Kibichūō was founded on October 1, 2004, by the merger of the town of Kamogawa, from Mitsu District, and the town of Kayō, from Jōbō District.

Beginning around the start of the Reiwa Era, Kibichuo started promoting itself publicly as a potential future capital of Japan. The reasoning being that it is extremely geologically stable, insulating it from the effects of a future earthquake disaster that could halt the function of government.

==Government==
Kibichūō has a mayor-council form of government with a directly elected mayor and a unicameral town council of twelve members. Kibichūō, collectively with Kita-ku, Okayama, contributes eight member to the Okayama Prefectural Assembly.
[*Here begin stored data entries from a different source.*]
impl StompTransport {
    /// `runtime` is where the socket task is spawned; transport calls may come
    /// from any thread.
    pub fn new(settings: StompSettings, runtime: Handle) -> Self {
        if settings.endpoint.scheme() == "wss" {
            ensure_crypto_provider();
        }
        Self {
            settings: Arc::new(settings),
            runtime,
            listeners: ListenerRegistry::new(),
            session: Mutex::new(None),
        }
    }

    pub fn from_config(config: &RealtimeConfig, runtime: Handle) -> Result<Self, TransportError> {
        Ok(Self::new(StompSettings::from_config(config)?, runtime))
    }

    pub fn settings(&self) -> &StompSettings {
        &self.settings
    }

    pub fn listener_count(&self) -> usize {
        self.listeners.len()
    }

    fn session(&self) -> MutexGuard<'_, Option<SessionHandle>> {
        self.session.lock().unwrap_or_else(PoisonError::into_inner)
    }
}

impl RealtimeTransport for StompTransport {
    fn connect(&self, token: &RedactedToken) {
        let mut session = self.session();

        if let Some(handle) = session.as_ref() {
            if !handle.task.is_finished() {
                debug!("Realtime transport already connected or connecting");
                return;
            }
        }

        let (shutdown_tx, shutdown_rx) = oneshot::channel();
        let connected = Arc::new(AtomicBool::new(false));
        let task = self.runtime.spawn(run_session(
            Arc::clone(&self.settings),
            token.clone(),
            self.listeners.clone(),
            Arc::clone(&connected),
            shutdown_rx,
        ));

        info!(
            "Realtime transport connecting to {} with token {}",
            self.settings.endpoint,
            token.preview()
        );

        *session = Some(SessionHandle {
            shutdown: shutdown_tx,
            connected,
            task,
        });
    }

    fn disconnect(&self) {
        let handle = self.session().take();

        match handle {
            Some(handle) => {
                info!("Realtime transport disconnecting");
                // The task may already have ended on its own.
                let _ = handle.shutdown.send(());
            }
            None => debug!("Realtime transport disconnect requested while idle"),
        }
    }

    fn is_connected(&self) -> bool {
        self.session()
            .as_ref()
            .is_some_and(|handle| handle.connected.load(Ordering::SeqCst))
    }

    fn add_listener(&self, handler: MessageHandler) -> ListenerCancel {
        self.listeners.add(handler)
    }
}

impl Drop for StompTransport {
    fn drop(&mut self) {
        self.disconnect();
    }
}

enum SessionEnd {
    Shutdown,
    Lost(TransportError),
}
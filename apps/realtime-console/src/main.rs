use realtime_console::APP_DIR_NAME;
use realtime_console::app::Console;
use realtime_console::credentials::Credentials;
use realtime_console::error::ConsoleError;
use realtime_console::logger::initialize as LoggerInitialize;
use realtime_console::sink::console_handler;

use realtime_core::RealtimeConfig;

use std::fs::create_dir_all;
use std::path::PathBuf;
use std::process::ExitCode;

use log::{error, info};

#[tokio::main]
async fn main() -> ExitCode {
    match run().await {
        Ok(()) => ExitCode::SUCCESS,
        Err(e) => {
            error!("{e}");
            eprintln!("{e}");
            ExitCode::FAILURE
        }
    }
}

async fn run() -> Result<(), ConsoleError> {
    let log_dir = log_dir()?;
    create_dir_all(&log_dir)
        .map_err(|e| ConsoleError::console(format!("Failed to create log directory: {e}")))?;

    // Initialize logger FIRST
    LoggerInitialize(&log_dir)?;

    info!("Realtime console starting");
    info!("Log directory: {}", log_dir.display());

    let config_dir = RealtimeConfig::default_dir()?;
    let console = Console::load(&config_dir)?;
    info!("API base URL: {}", console.config().api.base_url);

    let credentials = Credentials::from_env()?;

    console
        .run_until(credentials, console_handler(), async {
            if let Err(e) = tokio::signal::ctrl_c().await {
                error!("Failed to listen for ctrl-c: {e}");
            }
        })
        .await
}

fn log_dir() -> Result<PathBuf, ConsoleError> {
    dirs::data_local_dir()
        .map(|dir| dir.join(APP_DIR_NAME).join("logs"))
        .ok_or_else(|| ConsoleError::console("Failed to resolve local data directory"))
}
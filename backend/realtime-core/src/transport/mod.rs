//! Realtime transport abstraction.
//!
//! The connection gate never talks to a socket directly. It drives a
//! [`RealtimeTransport`], a process-wide shared connection that:
//!
//! - opens a session for a bearer token (`connect`)
//! - closes it (`disconnect`)
//! - reports whether a session is currently up (`is_connected`)
//! - fans incoming messages out to registered listeners (`add_listener`)
//!
//! All four calls are fire-and-forget and never block on network I/O. The
//! concrete [`StompTransport`] runs its socket on a background tokio task and
//! owns retry policy; callers only see the polled connection flag.

mod listeners;
mod reconnect;
pub mod stomp;
mod ws;

pub use listeners::ListenerRegistry;
pub use reconnect::ReconnectPolicy;
pub use ws::{StompSettings, StompTransport, websocket_endpoint};

use common::RedactedToken;
use models::RealtimeMessage;

use std::fmt;
use std::sync::Arc;

/// Callback receiving every message delivered by a transport.
pub type MessageHandler = Arc<dyn Fn(&RealtimeMessage) + Send + Sync>;

/// Contract the connection gate consumes.
///
/// Implementations must tolerate redundant calls: `connect` while connected or
/// connecting and `disconnect` while idle are no-ops.
pub trait RealtimeTransport: Send + Sync {
    fn connect(&self, token: &RedactedToken);

    fn disconnect(&self);

    fn is_connected(&self) -> bool;

    /// Register a listener. The returned [`ListenerCancel`] is the only way to
    /// remove it; the transport never drops registrations on its own.
    fn add_listener(&self, handler: MessageHandler) -> ListenerCancel;
}

/// Cancellation handle for one listener registration.
///
/// Cancelling consumes the handle, so a registration can be removed at most
/// once by its owner. Dropping the handle without cancelling leaves the
/// listener attached.
pub struct ListenerCancel {
    cancel: Option<Box<dyn FnOnce() + Send>>,
}

impl ListenerCancel {
    pub fn new(cancel: impl FnOnce() + Send + 'static) -> Self {
        Self {
            cancel: Some(Box::new(cancel)),
        }
    }

    pub fn cancel(mut self) {
        if let Some(cancel) = self.cancel.take() {
            cancel();
        }
    }
}

impl fmt::Debug for ListenerCancel {
    fn fmt(&self, f: &mut fmt::Formatter<'_>) -> fmt::Result {
        f.debug_struct("ListenerCancel")
            .field("pending", &self.cancel.is_some())
            .finish()
    }
}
In terms of national politics, the town is part of the Okayama 1st district of the lower house of the Diet of Japan.

==Economy==
The main economic activity of Kibichūō is agriculture and food processing. Pharmaceuticals are also important. Due to its proximity to Okayama, the town is increasingly becoming a commuter town.

==Education==
Kibichūō has nine public elementary schools and one public junior high school operated by the town government and one private elementary school and one private junior high school. The town has one public high school operated by the Okayama Prefectural Board of Education.

== Transportation ==
=== Railway ===
Kibichūō does not have any passenger railway service. The nearest train stations are the JR West Hakubi Line Bitchu-Takahashi Station (from the west side of town), and the Tsuyama Line Kanagawa Station and Fukuwatari Station (from the east side of town).

=== Highways ===
- Okayama Expressway

==Sister cities==
- Huai'an District, Jiangsu, China, friendship city since 1993.